_Problem requirements_.
The lines to repeat are those below from the one containing "pub fn suggestion(&self)" down to the one containing "matches!(self, Self::PluginFailed(..) |", both included; reproduce them exactly and nothing else.
^^^^^^^^
//! Error types for Warden

use thiserror::Error;

/// Result type alias using Warden's Error
pub type Result<T> = std::result::Result<T, Error>;

/// Warden error types with helpful messages and suggestions
#[derive(Error, Debug)]
pub enum Error {
    // Structural errors (E001-E099)
    #[error("Plugin '{0}' not found. Run `warden list` to see registered plugins.")]
    PluginNotFound(String),

    #[error("Invalid plugin descriptor: {0}")]
    InvalidDescriptor(String),

    // Compatibility errors (E100-E199)
    #[error("Plugin '{0}' is incompatible: {1}")]
    Incompatible(String, String),

    #[error("Dependency '{dependency}' of plugin '{plugin}' could not be activated")]
    DependencyFailed { plugin: String, dependency: String },

    #[error("Plugin '{0}' is required by active plugins: {1}. Use --force to deactivate anyway.")]
    DependentsActive(String, String),

    // Security errors (E200-E299)
    #[error("Plugin '{0}' is blacklisted. Run `warden whitelist {0}` to allow it again.")]
    Blacklisted(String),

    #[error("Security validation failed for plugin '{0}': {1}")]
    SecurityValidationFailed(String, String),

    #[error("Permission denied for plugin '{plugin}': {reason}")]
    PermissionDenied { plugin: String, reason: String },

    #[error("Unknown permission '{0}'")]
    UnknownPermission(String),

    // Runtime errors (E300-E399)
    #[error("Plugin '{0}' failed: {1}")]
    PluginFailed(String, String),

    #[error("Plugin '{0}' timed out after {1} ms")]
    Timeout(String, u64),

    #[error("Host API method '{0}' is not available")]
    MethodNotFound(String),

    // Storage errors (E400-E499)
    #[error("Storage error: {0}")]
    Storage(String),

    #[error("Database error: {0}")]
    DatabaseError(#[from] sqlx::Error),

    #[error("Serialization error: {0}")]
    Serialization(#[from] serde_json::Error),

    // Config errors (E600-E699)
    #[error("Configuration error: {0}")]
    ConfigError(String),

    // Input errors (E800-E899)
    #[error("Invalid input: {0}")]
    InvalidInput(String),

    #[error("Plugin manager is not initialized")]
    NotInitialized,

    // Generic errors
    #[error("{0}")]
    Other(String),

    #[error(transparent)]
    Io(#[from] std::io::Error),
}

impl Error {
    /// Get error code for this error type
    pub fn code(&self) -> &'static str {
        match self {
            Self::PluginNotFound(_) => "E001",
            Self::InvalidDescriptor(_) => "E002",
            Self::Incompatible(..) => "E100",
            Self::DependencyFailed { .. } => "E101",
            Self::DependentsActive(..) => "E102",
            Self::Blacklisted(_) => "E200",
            Self::SecurityValidationFailed(..) => "E201",
            Self::PermissionDenied { .. } => "E202",
            Self::UnknownPermission(_) => "E203",
            Self::PluginFailed(..) => "E300",
            Self::Timeout(..) => "E301",
            Self::MethodNotFound(_) => "E302",
            Self::Storage(_) => "E400",
            Self::DatabaseError(_) => "E401",
            Self::Serialization(_) => "E402",
            Self::ConfigError(_) => "E600",
            Self::InvalidInput(_) => "E800",
            Self::NotInitialized => "E801",
            Self::Other(_) | Self::Io(_) => "E9999",
        }
    }

    /// Get suggestion for how to fix this error
    pub fn suggestion(&self) -> Option<String> {
        match self {
            Self::PluginNotFound(_) => Some("warden list".to_string()),
            Self::Blacklisted(id) => Some(format!("warden whitelist {}", id)),
            Self::DependentsActive(id, _) => Some(format!("warden deactivate {} --force", id)),
            Self::PermissionDenied { plugin, .. } => Some(format!("warden permissions pending {}", plugin)),
            Self::UnknownPermission(_) => Some("warden permissions catalog".to_string()),
            Self::Incompatible(id, _) => Some(format!("warden validate {}", id)),
            _ => None,
        }
    }

    /// Whether this error was caused by the plugin itself rather than by host policy
    pub fn is_plugin_fault(&self) -> bool {
        matches!(self, Self::PluginFailed(..) | Self::Timeout(..))
    }
}
//! Warden CLI - plugin governance for host applications

use clap::{Parser, Subcommand};
use serde::Serialize;
use std::process::ExitCode;
use std::sync::Arc;
use tracing::{debug, warn};
use warden_core::config::WardenConfig;
use warden_core::policy::{ActiveChecks, AuditMode, SecurityLevel};
use warden_core::storage::{KeyValueStore, SqliteStore};
use warden_plugins::PluginManager;
use warden_plugins::audit::{AuditCategory, AuditFilter};
use warden_plugins::loader::ManifestDirSource;
use warden_plugins::permissions::CATALOG;

#[cfg(test)]
mod main_tests;

#[derive(Parser)]
#[command(name = "warden")]
#[command(author, version, about = "Plugin governance for host applications", long_about = None)]
struct Cli {
    #[command(subcommand)]
    command: Commands,

    /// Output format (text or json)
    #[arg(long, global = true, default_value = "text")]
    format: OutputFormat,

    /// Quiet mode (minimal output)
    #[arg(short, long, global = true)]
    quiet: bool,
}

#[derive(Clone, Copy, Default, PartialEq, Eq, Debug, clap::ValueEnum)]
enum OutputFormat {
    #[default]
    Text,
    Json,
}

#[derive(Clone, Copy, PartialEq, Eq, Debug, clap::ValueEnum)]
enum Switch {
    On,
    Off,
}

#[derive(Subcommand)]
enum Commands {
    /// List registered plugins
    List,

    /// Activate a plugin and its dependencies
    Activate { id: String },

    /// Deactivate a plugin
    Deactivate {
        id: String,
        /// Deactivate even when active plugins depend on it
        #[arg(long)]
        force: bool,
    },

    /// Rediscover plugins and restore the active set
    Reload,

    /// Manage plugin permissions
    Permissions {
        #[command(subcommand)]
        action: PermissionAction,
    },

    /// Show or change the security level
    Level {
        /// New level (low, normal, high)
        level: Option<String>,
    },

    /// Toggle a named security check
    Check { name: String, state: Switch },

    /// Blacklist a plugin
    Blacklist {
        id: String,
        #[arg(short, long, default_value = "blacklisted by operator")]
        reason: String,
    },

    /// Remove a plugin from the blacklist
    Whitelist { id: String },

    /// Query the audit trail
    Audit {
        #[arg(short, long)]
        plugin: Option<String>,
        #[arg(short, long)]
        category: Option<String>,
        #[arg(short, long)]
        limit: Option<usize>,
    },

    /// Set the audit mode (immediate or batch)
    AuditMode { mode: String },

    /// Clear the audit trail
    AuditClear,

    /// Show security statistics
    Stats,

    /// Show the resolved load order
    Order,

    /// Validate plugins against dependencies, conflicts and cycles
    Validate { id: Option<String> },

    /// Configuration management
    Config {
        #[command(subcommand)]
        action: ConfigAction,
    },
}

#[derive(Subcommand)]
enum PermissionAction {
    /// Approve a pending permission
    Approve { plugin: String, permission: String },
    /// Reject a pending permission
    Reject { plugin: String, permission: String },
    /// Revoke an approved permission
    Revoke { plugin: String, permission: String },
    /// List pending permission requests
    Pending { plugin: Option<String> },
    /// List known permissions and their risk
    Catalog,
}

#[derive(Subcommand)]
enum ConfigAction {
    /// Get a configuration value
    Get { key: String },
    /// Set a configuration value
    Set { key: String, value: String },
    /// List all configuration values
    List,
    /// Reset configuration to defaults
    Reset,
    /// Show config file path
    Path,
}

struct Output {
    format: OutputFormat,
    quiet: bool,
}

impl Output {
    fn json<T: Serialize>(&self, value: &T) -> anyhow::Result<()> {
        println!("{}", serde_json::to_string_pretty(value)?);
        Ok(())
    }

    fn is_json(&self) -> bool {
        self.format == OutputFormat::Json
    }

    /// Confirmation line, suppressed by `--quiet`
    fn note(&self, message: impl AsRef<str>) {
        if !self.quiet && !self.is_json() {
            println!("{}", message.as_ref());
        }
    }
}

#[tokio::main]
async fn main() -> ExitCode {
    let cli = Cli::parse();

    let default_directive = if cli.quiet { "warden=warn" } else { "warden=info" };
    tracing_subscriber::fmt()
        .with_env_filter(
            tracing_subscriber::EnvFilter::try_from_default_env()
                .unwrap_or_else(|_| tracing_subscriber::EnvFilter::new(default_directive)),
        )
        .with_writer(std::io::stderr)
        .init();

    match run(cli).await {
        Ok(()) => ExitCode::SUCCESS,
        Err(e) => {
            report_error(&e);
            ExitCode::FAILURE
        }
    }
}

fn report_error(error: &anyhow::Error) {
    match error.downcast_ref::<warden_core::Error>() {
        Some(e) => {
            eprintln!("Error [{}]: {}", e.code(), e);
            if let Some(suggestion) = e.suggestion() {
                eprintln!("  Try: {}", suggestion);
            }
        }
        None => eprintln!("Error: {:#}", error),
    }
}

async fn run(cli: Cli) -> anyhow::Result<()> {
    let out = Output {
        format: cli.format,
        quiet: cli.quiet,
    };

    let command = match cli.command {
        Commands::Config { action } => return cmd_config(action, &out),
        command => command,
    };

    let config = WardenConfig::load()?;
    let session = Session::open(config).await?;
    let result = dispatch(command, &session, &out).await;
    session.close().await;
    result
}

/// A manager initialized over the on-disk store for one invocation
struct Session {
    manager: PluginManager,
    store: Arc<SqliteStore>,
    config: WardenConfig,
}

impl Session {
    async fn open(config: WardenConfig) -> anyhow::Result<Self> {
        let db_path = config.database_path()?;
        debug!(path = %db_path.display(), "Opening state database");
        let store = Arc::new(SqliteStore::open(&db_path).await?);

        let manager = PluginManager::builder(config.clone())
            .store(Arc::clone(&store) as Arc<dyn KeyValueStore>)
            .source(ManifestDirSource::new(config.plugins.dir.clone()))
            .build()
            .await?;
        manager.initialize().await?;

        Ok(Self {
            manager,
            store,
            config,
        })
    }

    async fn close(self) {
        if !self.manager.shutdown().await {
            warn!("Plugin states were not persisted");
        }
        self.store.close().await;
    }
}

async fn dispatch(command: Commands, session: &Session, out: &Output) -> anyhow::Result<()> {
    let manager = &session.manager;
    match command {
        Commands::List => cmd_list(manager, out).await,

        Commands::Activate { id } => {
            manager.try_activate_plugin(&id).await?;
            out.note(format!("Plugin '{}' activated.", id));
            Ok(())
        }

        Commands::Deactivate { id, force } => {
            let clean = manager.try_deactivate_plugin(&id, force).await?;
            if clean {
                out.note(format!("Plugin '{}' deactivated.", id));
            } else {
                out.note(format!(
                    "Plugin '{}' deactivated, but its teardown reported an error.",
                    id
                ));
            }
            Ok(())
        }

        Commands::Reload => {
            let summary = manager.reload().await?;
            if out.is_json() {
                return out.json(&summary);
            }
            out.note(format!("Restored: {}", summary.restored.join(", ")));
            if !summary.lost.is_empty() {
                println!("Could not restore: {}", summary.lost.join(", "));
            }
            Ok(())
        }

        Commands::Permissions { action } => cmd_permissions(manager, action, out).await,

        Commands::Level { level } => match level {
            None => {
                let current = manager.security().security_level().await;
                if out.is_json() {
                    out.json(&current)
                } else {
                    println!("{}", current);
                    Ok(())
                }
            }
            Some(level) => {
                let level: SecurityLevel = level.parse()?;
                if !manager.set_security_level(level).await {
                    warn!("Security level applied but not persisted");
                }
                out.note(format!("Security level set to {}.", level));
                Ok(())
            }
        },

        Commands::Check { name, state } => {
            let enabled = state == Switch::On;
            manager.toggle_check(&name, enabled).await?;
            out.note(format!(
                "Check '{}' {}.",
                name,
                if enabled { "enabled" } else { "disabled" }
            ));
            Ok(())
        }

        Commands::Blacklist { id, reason } => {
            if manager.blacklist_plugin(&id, &reason).await {
                out.note(format!("Plugin '{}' blacklisted.", id));
            } else {
                out.note(format!("Plugin '{}' was already blacklisted.", id));
            }
            Ok(())
        }

        Commands::Whitelist { id } => {
            if manager.whitelist_plugin(&id).await {
                out.note(format!("Plugin '{}' removed from the blacklist.", id));
            } else {
                out.note(format!("Plugin '{}' was not blacklisted.", id));
            }
            Ok(())
        }

        Commands::Audit {
            plugin,
            category,
            limit,
        } => {
            let category = category
                .map(|c| c.parse::<AuditCategory>())
                .transpose()?;
            let filter = AuditFilter {
                plugin_id: plugin,
                category,
                limit,
                ..Default::default()
            };
            cmd_audit(manager, &filter, out).await
        }

        Commands::AuditMode { mode } => {
            let mode: AuditMode = mode.parse()?;
            manager.set_audit_mode(mode).await;

            let mut config = session.config.clone();
            config.audit.mode = Some(mode);
            config.save()?;
            out.note(format!("Audit mode set to {}.", mode));
            Ok(())
        }

        Commands::AuditClear => {
            manager.clear_audit_log().await;
            out.note("Audit trail cleared.");
            Ok(())
        }

        Commands::Stats => cmd_stats(manager, out).await,

        Commands::Order => {
            let order = manager.load_order().await;
            if out.is_json() {
                return out.json(&order);
            }
            for (position, id) in order.order.iter().enumerate() {
                println!("{:>3}. {}", position + 1, id);
            }
            for warning in &order.warnings {
                println!("warning: {}", warning);
            }
            Ok(())
        }

        Commands::Validate { id } => cmd_validate(manager, id.as_deref(), out).await,

        Commands::Config { action } => cmd_config(action, out),
    }
}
^^^^^^^^
_Reply to the exercise_.
    pub fn suggestion(&self) -> Option<String> {
        match self {
            Self::PluginNotFound(_) => Some("warden list".to_string()),
            Self::Blacklisted(id) => Some(format!("warden whitelist {}", id)),
            Self::DependentsActive(id, _) => Some(format!("warden deactivate {} --force", id)),
            Self::PermissionDenied { plugin, .. } => Some(format!("warden permissions pending {}", plugin)),
            Self::UnknownPermission(_) => Some("warden permissions catalog".to_string()),
            Self::Incompatible(id, _) => Some(format!("warden validate {}", id)),
            _ => None,
        }
    }

    /// Whether this error was caused by the plugin itself rather than by host policy
    pub fn is_plugin_fault(&self) -> bool {
        matches!(self, Self::PluginFailed(..) | Self::Timeout(..))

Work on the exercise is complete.